_Task_
Tell me how many lines of the entries below include the string "failures", and give only the number.

═══ Data shown ═══

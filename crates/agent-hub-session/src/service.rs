//! Public entry points composing the registry, slots, and persistence.

use std::{sync::Arc, time::Duration};

use agent_hub_core::{
    AgentError, AgentLoop, ChatRecord, ChatStorage, EntryKind, LogEntry, StorageError,
};
use serde::Serialize;
use thiserror::Error;
use uuid::Uuid;

use crate::{context::ContextSummary, registry::ContextRegistry};

/// Service error.
#[derive(Debug, Error)]
pub enum ServiceError {
    #[error("Context is busy: {0}")]
    Busy(String),
    #[error("Timed out after {0:?} waiting for the agent")]
    Timeout(Duration),
    #[error("Agent failure: {0}")]
    Agent(#[from] AgentError),
    #[error("Invalid request: {0}")]
    Validation(String),
    #[error("Storage error: {0}")]
    Storage(#[from] StorageError),
}

/// Service tuning knobs.
#[derive(Debug, Clone)]
pub struct ServiceConfig {
    /// Wait budget for synchronous submissions. Timing out abandons the
    /// wait only; processing runs to completion in the background.
    pub sync_timeout: Duration,
}

impl Default for ServiceConfig {
    fn default() -> Self {
        Self {
            sync_timeout: Duration::from_secs(300),
        }
    }
}

/// Reply to a submission.
#[derive(Debug, Clone, Serialize)]
pub struct SubmitReply {
    /// Id of the context that handled the submission.
    pub context: String,
    /// Final result text (sync) or an acknowledgment (async).
    pub message: String,
}

/// Reply to a pause toggle.
#[derive(Debug, Clone, Serialize)]
pub struct PauseReply {
    /// Id of the affected context.
    pub context: String,
    /// The flag as set.
    pub paused: bool,
}

/// Reply to an export.
#[derive(Debug, Clone, Serialize)]
pub struct ExportReply {
    /// Id of the exported context.
    pub context: String,
    /// Serialized chat JSON.
    pub content: String,
}

/// Reply to a poll: everything a client needs to update its local view
/// incrementally.
#[derive(Debug, Clone, Serialize)]
pub struct PollReply {
    /// Id of the polled context.
    pub context: String,
    /// Roster of all live contexts.
    pub contexts: Vec<ContextSummary>,
    /// Entries from the requested position onward, current content.
    pub logs: Vec<LogEntry>,
    /// Current log guid; a change tells the client to drop its view.
    pub log_guid: Uuid,
    /// Current log version counter.
    pub log_version: u64,
    /// Latest progress line.
    pub log_progress: String,
    /// Pause flag of the polled context.
    pub paused: bool,
}

/// Public surface over the context registry: submit, pause, poll,
/// reset, remove, export and import.
pub struct MessageService {
    registry: ContextRegistry,
    storage: Arc<dyn ChatStorage>,
    config: ServiceConfig,
}

impl MessageService {
    /// Build the service and repopulate the registry from storage.
    ///
    /// # Errors
    /// Fails if persisted chats cannot be loaded.
    pub async fn init(
        agent: Arc<dyn AgentLoop>,
        storage: Arc<dyn ChatStorage>,
        config: ServiceConfig,
    ) -> Result<Self, ServiceError> {
        let registry = ContextRegistry::new(agent);
        for record in storage.load_all().await? {
            tracing::info!(context = %record.id, entries = record.entries.len(), "restored chat");
            registry.insert_restored(record);
        }
        Ok(Self {
            registry,
            storage,
            config,
        })
    }

    /// Submit one input text to a context, creating it on demand.
    ///
    /// Asynchronous submissions return an acknowledgment immediately
    /// while processing continues in the background. Synchronous ones
    /// wait for the result up to the configured timeout; timing out
    /// abandons the wait only, and the eventual outcome stays
    /// observable through [`Self::poll`].
    ///
    /// # Errors
    /// `Validation` on empty text; `Timeout` or `Agent` on the
    /// synchronous path.
    pub async fn submit(
        &self,
        ctx_id: &str,
        text: &str,
        sync: bool,
    ) -> Result<SubmitReply, ServiceError> {
        if text.trim().is_empty() {
            return Err(ServiceError::Validation(
                "message text is required".to_string(),
            ));
        }

        let ctx = self.registry.get_or_create(ctx_id);
        tracing::info!(context = %ctx.id(), sync, "user message");
        ctx.log()
            .append(EntryKind::User, Some("User message".to_string()), text);

        let handle = ctx.communicate(text);
        if sync {
            match tokio::time::timeout(self.config.sync_timeout, handle.wait()).await {
                Ok(result) => Ok(SubmitReply {
                    context: ctx.id().to_string(),
                    message: result?,
                }),
                Err(_) => Err(ServiceError::Timeout(self.config.sync_timeout)),
            }
        } else {
            // handle dropped; the slot processes in the background
            Ok(SubmitReply {
                context: ctx.id().to_string(),
                message: "Message received.".to_string(),
            })
        }
    }

    /// Set or clear a context's pause flag, creating it on demand.
    pub fn set_paused(&self, ctx_id: &str, paused: bool) -> PauseReply {
        let ctx = self.registry.get_or_create(ctx_id);
        ctx.set_paused(paused);
        tracing::info!(context = %ctx.id(), paused, "pause flag set");
        PauseReply {
            context: ctx.id().to_string(),
            paused,
        }
    }

    /// Incremental read: entries from `from` onward plus the roster of
    /// all live contexts. Never suspends.
    #[must_use]
    pub fn poll(&self, ctx_id: &str, from: usize) -> PollReply {
        let ctx = self.registry.get_or_create(ctx_id);
        let view = ctx.log().poll_view(from);
        PollReply {
            context: ctx.id().to_string(),
            contexts: self.registry.list(),
            logs: view.entries,
            log_guid: view.meta.guid,
            log_version: view.meta.version,
            log_progress: view.progress,
            paused: ctx.is_paused(),
        }
    }

    /// Reset a context's log and persist the cleared state. Returns the
    /// resolved context id.
    ///
    /// # Errors
    /// `Busy` while a submission is in flight; storage failures.
    pub async fn reset(&self, ctx_id: &str) -> Result<String, ServiceError> {
        let ctx = self.registry.get_or_create(ctx_id);
        ctx.reset()?;
        self.storage.save(&ctx.export()).await?;
        tracing::info!(context = %ctx.id(), "context reset");
        Ok(ctx.id().to_string())
    }

    /// Remove a context and its persisted form. Unknown ids are a
    /// no-op.
    ///
    /// # Errors
    /// Storage failures only.
    pub async fn remove(&self, ctx_id: &str) -> Result<(), ServiceError> {
        if self.registry.remove(ctx_id).is_some() {
            tracing::info!(context = %ctx_id, "context removed");
        }
        self.storage.remove(ctx_id).await?;
        Ok(())
    }

    /// Serialize one chat to JSON, creating the context on demand.
    ///
    /// # Errors
    /// `Validation` on an empty id.
    pub fn export_chat(&self, ctx_id: &str) -> Result<ExportReply, ServiceError> {
        if ctx_id.is_empty() {
            return Err(ServiceError::Validation(
                "context id is required".to_string(),
            ));
        }
        let ctx = self.registry.get_or_create(ctx_id);
        let content = serde_json::to_string_pretty(&ctx.export())
            .map_err(|e| StorageError::Internal(e.to_string()))?;
        Ok(ExportReply {
            context: ctx.id().to_string(),
            content,
        })
    }

    /// Restore chats from their serialized forms, persisting each.
    /// Returns the restored context ids.
    ///
    /// # Errors
    /// `Validation` on an empty list or malformed chat JSON.
    pub async fn import_chats(&self, chats: &[String]) -> Result<Vec<String>, ServiceError> {
        if chats.is_empty() {
            return Err(ServiceError::Validation("no chats provided".to_string()));
        }
        let mut ids = Vec::with_capacity(chats.len());
        for raw in chats {
            let record: ChatRecord = serde_json::from_str(raw)
                .map_err(|e| ServiceError::Validation(format!("malformed chat: {e}")))?;
            let ctx = self.registry.insert_restored(record);
            self.storage.save(&ctx.export()).await?;
            ids.push(ctx.id().to_string());
        }
        tracing::info!(count = ids.len(), "chats imported");
        Ok(ids)
    }

    /// The underlying registry, for direct lookups.
    #[must_use]
    pub const fn registry(&self) -> &ContextRegistry {
        &self.registry
    }
}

═══

_Answer space_
2